“No vemos las cosas como son, sino como somos nosotros”.
“No vemos las cosas como son, sino como somos nosotros”.
Atribuida a Immanuel Kant
Hace unos días escribí —con el alma estremecida y el corazón encogido— un llamado urgente a la conciencia. Lo hice desde el abismo que deja la brutal muerte de Sarah Lynn Milgrim y Yaron Lischinsky, una pareja que —aquellos que los conocieron de verdad, en sus corazones y en sus sentimientos más profundos— describen como almas luminosas, sensibles, generosas. Seres que vivían con la convicción de que el mundo podía ser un lugar mejor si se sembraban gestos de empatía, justicia y ternura. Gente buena, auténticamente buena. Su bondad no reconocía barreras de etnia, religión o nacionalidad. Eran constructores de puentes, sembradores de paz. ¡Seres humanos puros!

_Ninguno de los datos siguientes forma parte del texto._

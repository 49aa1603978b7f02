//! BrowserDriver - the seam between test scripts and a browser backend.
//!
//! ```text
//! ┌──────────────────────────────────────────────────────────────┐
//! │  BrowserDriver (async trait)                                  │
//! ├──────────────────────────────────────────────────────────────┤
//! │  ┌─────────────────────────┐   ┌─────────────────────────┐   │
//! │  │  ChromiumDriver         │   │  MockDriver             │   │
//! │  │  (feature `browser`)    │   │  (scripted fake DOM)    │   │
//! │  │  CDP via chromiumoxide  │   │  used by unit tests     │   │
//! │  └─────────────────────────┘   └─────────────────────────┘   │
//! └──────────────────────────────────────────────────────────────┘
//! ```
//!
//! Drivers answer single-shot queries. Waiting lives one layer up in
//! [`crate::session::Session`].

use crate::locator::Selector;
use crate::result::{ProbeError, ProbeResult};
use async_trait::async_trait;
use serde::{Deserialize, Serialize};
use std::collections::HashMap;
use std::fmt;
use std::sync::atomic::{AtomicUsize, Ordering};
use std::sync::Arc;

/// Opaque handle to an element on the current page.
///
/// Ids are handed out by the driver and go stale on navigation.
#[derive(Debug, Clone, Copy, PartialEq, Eq, Hash, PartialOrd, Ord, Serialize, Deserialize)]
pub struct ElementId(pub u64);

impl fmt::Display for ElementId {
    fn fmt(&self, f: &mut fmt::Formatter<'_>) -> fmt::Result {
        write!(f, "element#{}", self.0)
    }
}

/// Abstract driver trait for browser automation
#[async_trait]
pub trait BrowserDriver: Send {
    /// Navigate to URL and wait for the load to finish
    async fn navigate(&mut self, url: &str) -> ProbeResult<()>;

    /// Get current URL
    async fn current_url(&mut self) -> ProbeResult<String>;

    /// Query all matching elements once, in document order
    async fn find_all(&mut self, selector: &Selector) -> ProbeResult<Vec<ElementId>>;

    /// Type text into element, appending to its current value
    async fn send_keys(&mut self, element: ElementId, text: &str) -> ProbeResult<()>;

    /// Click element
    async fn click(&mut self, element: ElementId) -> ProbeResult<()>;

    /// Whether the element is rendered and visible
    async fn is_displayed(&mut self, element: ElementId) -> ProbeResult<bool>;

    /// Rendered text of the element
    async fn text(&mut self, element: ElementId) -> ProbeResult<String>;

    /// Close the browser. Must be safe to call more than once.
    async fn quit(&mut self) -> ProbeResult<()>;
}

// ============================================================================
// Mock DOM
// ============================================================================

/// A fake DOM node
#[derive(Debug, Clone, Default, PartialEq, Eq)]
pub struct MockElement {
    /// `id` attribute
    pub id: Option<String>,
    /// Class list
    pub classes: Vec<String>,
    /// Rendered text
    pub text: String,
    /// Input value (what `send_keys` appends to)
    pub value: String,
    /// Whether the node is visible
    pub displayed: bool,
    /// Lookups that miss this node before it attaches
    pub attach_after: usize,
}

impl MockElement {
    /// A visible element with the given id
    #[must_use]
    pub fn with_id(id: impl Into<String>) -> Self {
        Self {
            id: Some(id.into()),
            displayed: true,
            ..Self::default()
        }
    }

    /// A visible element with the given class
    #[must_use]
    pub fn with_class(class: impl Into<String>) -> Self {
        Self {
            classes: vec![class.into()],
            displayed: true,
            ..Self::default()
        }
    }

    /// Set rendered text
    #[must_use]
    pub fn text(mut self, text: impl Into<String>) -> Self {
        self.text = text.into();
        self
    }

    /// Set visibility
    #[must_use]
    pub const fn displayed(mut self, displayed: bool) -> Self {
        self.displayed = displayed;
        self
    }

    /// Keep the node detached for the next `lookups` queries
    #[must_use]
    pub const fn attach_after(mut self, lookups: usize) -> Self {
        self.attach_after = lookups;
        self
    }

    fn is_attached(&self) -> bool {
        self.attach_after == 0
    }

    /// Call only with a selector accepted by [`check_selector`]
    fn matches(&self, selector: &Selector) -> bool {
        match selector {
            Selector::Id(id) => self.id.as_deref() == Some(id.as_str()),
            Selector::ClassName(name) => self.has_class(name),
            Selector::Css(css) => match css.strip_prefix('#') {
                Some(id) => self.id.as_deref() == Some(id),
                None => css.strip_prefix('.').is_some_and(|name| self.has_class(name)),
            },
        }
    }

    fn has_class(&self, class: &str) -> bool {
        self.classes.iter().any(|c| c == class)
    }
}

/// Reject selectors the mock DOM cannot evaluate.
///
/// Checked once per query so the outcome never depends on page content.
fn check_selector(selector: &Selector) -> ProbeResult<()> {
    match selector {
        Selector::Css(css) if !(css.starts_with('#') || css.starts_with('.')) => {
            Err(ProbeError::Query {
                message: format!("mock DOM only supports #id and .class, got {css:?}"),
            })
        }
        _ => Ok(()),
    }
}

/// A node in a [`MockDom`]; `key` survives removal of other nodes
#[derive(Debug, Clone)]
struct MockNode {
    key: u64,
    element: MockElement,
}

/// The fake document a [`MockDriver`] page renders
#[derive(Debug, Clone, Default)]
pub struct MockDom {
    nodes: Vec<MockNode>,
    next_key: u64,
}

impl MockDom {
    /// Create an empty document
    #[must_use]
    pub fn new() -> Self {
        Self::default()
    }

    /// Append a node
    pub fn insert(&mut self, element: MockElement) {
        self.next_key += 1;
        self.nodes.push(MockNode {
            key: self.next_key,
            element,
        });
    }

    /// Builder form of [`MockDom::insert`]
    #[must_use]
    pub fn with(mut self, element: MockElement) -> Self {
        self.insert(element);
        self
    }

    /// Current value of the input with this id
    #[must_use]
    pub fn value_of(&self, id: &str) -> Option<&str> {
        self.by_id(id).map(|e| e.value.as_str())
    }

    /// Node with this id
    #[must_use]
    pub fn by_id(&self, id: &str) -> Option<&MockElement> {
        self.nodes
            .iter()
            .map(|n| &n.element)
            .find(|e| e.id.as_deref() == Some(id))
    }

    /// Remove every node carrying this class
    pub fn remove_class(&mut self, class: &str) {
        self.nodes.retain(|n| !n.element.has_class(class));
    }

    /// Number of nodes, attached or not
    #[must_use]
    pub fn len(&self) -> usize {
        self.nodes.len()
    }

    /// Whether the document has no nodes
    #[must_use]
    pub fn is_empty(&self) -> bool {
        self.nodes.is_empty()
    }

    fn node(&self, key: u64) -> Option<&MockElement> {
        self.nodes.iter().find(|n| n.key == key).map(|n| &n.element)
    }

    fn node_mut(&mut self, key: u64) -> Option<&mut MockElement> {
        self.nodes
            .iter_mut()
            .find(|n| n.key == key)
            .map(|n| &mut n.element)
    }
}

/// Reaction to a click on an element, applied to the page's DOM
pub type ClickHandler = Arc<dyn Fn(&mut MockDom) + Send + Sync>;

/// A page the mock can navigate to
#[derive(Clone, Default)]
pub struct MockPage {
    dom: MockDom,
    handlers: HashMap<String, ClickHandler>,
}

impl fmt::Debug for MockPage {
    fn fmt(&self, f: &mut fmt::Formatter<'_>) -> fmt::Result {
        f.debug_struct("MockPage")
            .field("dom", &self.dom)
            .field("handlers", &self.handlers.keys().collect::<Vec<_>>())
            .finish()
    }
}

impl MockPage {
    /// Create a page rendering `dom`
    #[must_use]
    pub fn new(dom: MockDom) -> Self {
        Self {
            dom,
            handlers: HashMap::new(),
        }
    }

    /// React to clicks on the element with `element_id`
    #[must_use]
    pub fn on_click<F>(mut self, element_id: impl Into<String>, handler: F) -> Self
    where
        F: Fn(&mut MockDom) + Send + Sync + 'static,
    {
        let _ = self.handlers.insert(element_id.into(), Arc::new(handler));
        self
    }

    /// The page's document
    #[must_use]
    pub const fn dom(&self) -> &MockDom {
        &self.dom
    }
}

// ============================================================================
// Mock Driver
// ============================================================================

/// Mock driver for unit testing
///
/// Serves registered [`MockPage`]s by URL. Every navigation loads a fresh
/// copy of the page, so state typed into one test never leaks into the next.
#[derive(Debug, Default)]
pub struct MockDriver {
    routes: HashMap<String, MockPage>,
    current: Option<MockPage>,
    current_url: String,
    handles: HashMap<u64, u64>,
    next_handle: u64,
    closed: bool,
    fail_quit: bool,
    quits: Arc<AtomicUsize>,
    /// Call history for verification
    pub call_history: Vec<String>,
}

impl MockDriver {
    /// Create new mock driver
    #[must_use]
    pub fn new() -> Self {
        Self {
            current_url: String::from("about:blank"),
            ..Self::default()
        }
    }

    /// Serve `page` at `url`
    #[must_use]
    pub fn with_page(mut self, url: impl Into<String>, page: MockPage) -> Self {
        let _ = self.routes.insert(url.into(), page);
        self
    }

    /// Make `quit` report an error after closing, like a browser that
    /// would not exit cleanly
    #[must_use]
    pub const fn with_failing_quit(mut self) -> Self {
        self.fail_quit = true;
        self
    }

    /// Shared counter of `quit` calls, readable after the driver is moved
    #[must_use]
    pub fn quit_counter(&self) -> Arc<AtomicUsize> {
        Arc::clone(&self.quits)
    }

    /// Get call history
    #[must_use]
    pub fn history(&self) -> &[String] {
        &self.call_history
    }

    /// Check if method was called
    #[must_use]
    pub fn was_called(&self, method: &str) -> bool {
        self.call_history.iter().any(|c| c.starts_with(method))
    }

    /// Whether `quit` has run
    #[must_use]
    pub const fn is_closed(&self) -> bool {
        self.closed
    }

    /// The currently loaded document, if any
    #[must_use]
    pub fn dom(&self) -> Option<&MockDom> {
        self.current.as_ref().map(MockPage::dom)
    }

    fn ensure_open(&self) -> ProbeResult<()> {
        if self.closed {
            Err(ProbeError::SessionClosed)
        } else {
            Ok(())
        }
    }

    fn page_mut(&mut self) -> ProbeResult<&mut MockPage> {
        self.current.as_mut().ok_or_else(|| ProbeError::Query {
            message: "no page loaded".to_string(),
        })
    }

    /// Node key behind a handle. Fails if the node left the document.
    fn resolve(&self, element: ElementId) -> ProbeResult<u64> {
        self.handles
            .get(&element.0)
            .copied()
            .filter(|&key| {
                self.current
                    .as_ref()
                    .is_some_and(|page| page.dom.node(key).is_some())
            })
            .ok_or(ProbeError::StaleElement { id: element.0 })
    }

    fn element(&self, element: ElementId) -> ProbeResult<&MockElement> {
        let key = self.resolve(element)?;
        self.current
            .as_ref()
            .and_then(|p| p.dom.node(key))
            .ok_or(ProbeError::StaleElement { id: element.0 })
    }

    fn interactable(&self, element: ElementId, action: &str) -> ProbeResult<u64> {
        let key = self.resolve(element)?;
        if self.element(element)?.displayed {
            Ok(key)
        } else {
            Err(ProbeError::Input {
                message: format!("cannot {action} {element}: element not interactable"),
            })
        }
    }
}

#[async_trait]
impl BrowserDriver for MockDriver {
    async fn navigate(&mut self, url: &str) -> ProbeResult<()> {
        self.ensure_open()?;
        self.call_history.push(format!("navigate:{url}"));
        let page = self
            .routes
            .get(url)
            .cloned()
            .ok_or_else(|| ProbeError::Navigation {
                url: url.to_string(),
                message: "net::ERR_NAME_NOT_RESOLVED".to_string(),
            })?;
        self.current = Some(page);
        self.current_url = url.to_string();
        self.handles.clear();
        Ok(())
    }

    async fn current_url(&mut self) -> ProbeResult<String> {
        self.ensure_open()?;
        Ok(self.current_url.clone())
    }

    async fn find_all(&mut self, selector: &Selector) -> ProbeResult<Vec<ElementId>> {
        self.ensure_open()?;
        self.call_history.push(format!("find:{selector}"));
        check_selector(selector)?;
        let page = self.page_mut()?;

        let mut matched = Vec::new();
        for node in &mut page.dom.nodes {
            if !node.element.matches(selector) {
                continue;
            }
            if node.element.is_attached() {
                matched.push(node.key);
            } else {
                node.element.attach_after -= 1;
            }
        }

        let mut ids = Vec::with_capacity(matched.len());
        for key in matched {
            self.next_handle += 1;
            let _ = self.handles.insert(self.next_handle, key);
            ids.push(ElementId(self.next_handle));
        }
        Ok(ids)
    }

    async fn send_keys(&mut self, element: ElementId, text: &str) -> ProbeResult<()> {
        self.ensure_open()?;
        self.call_history.push(format!("send_keys:{element}"));
        let key = self.interactable(element, "type into")?;
        let page = self.page_mut()?;
        if let Some(field) = page.dom.node_mut(key) {
            field.value.push_str(text);
        }
        Ok(())
    }

    async fn click(&mut self, element: ElementId) -> ProbeResult<()> {
        self.ensure_open()?;
        self.call_history.push(format!("click:{element}"));
        let key = self.interactable(element, "click")?;
        let page = self.page_mut()?;
        let handler = page
            .dom
            .node(key)
            .and_then(|e| e.id.as_ref())
            .and_then(|id| page.handlers.get(id))
            .cloned();
        if let Some(handler) = handler {
            handler(&mut page.dom);
        }
        Ok(())
    }

    async fn is_displayed(&mut self, element: ElementId) -> ProbeResult<bool> {
        self.ensure_open()?;
        Ok(self.element(element)?.displayed)
    }

    async fn text(&mut self, element: ElementId) -> ProbeResult<String> {
        self.ensure_open()?;
        let el = self.element(element)?;
        Ok(if el.displayed {
            el.text.clone()
        } else {
            String::new()
        })
    }

    async fn quit(&mut self) -> ProbeResult<()> {
        self.call_history.push("quit".to_string());
        if !self.closed {
            self.closed = true;
            self.current = None;
            self.handles.clear();
            let _ = self.quits.fetch_add(1, Ordering::SeqCst);
            if self.fail_quit {
                return Err(ProbeError::Io(std::io::Error::other(
                    "browser process did not exit",
                )));
            }
        }
        Ok(())
    }
}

Un crimen perpetrado por un individuo que se dejó arrastrar por los noticieros cargados de odio, por las cadenas de desinformación, por las verdades rotas y tantas veces repetidas que finalizaron convirtiéndose en veneno ¡Veneno mortal! Un crimen que no solo desgarró las fronteras políticas, sino que fracturó algo más íntimo, más esencial, más universal, mucho más nefasto… la esencia de nuestra humanidad.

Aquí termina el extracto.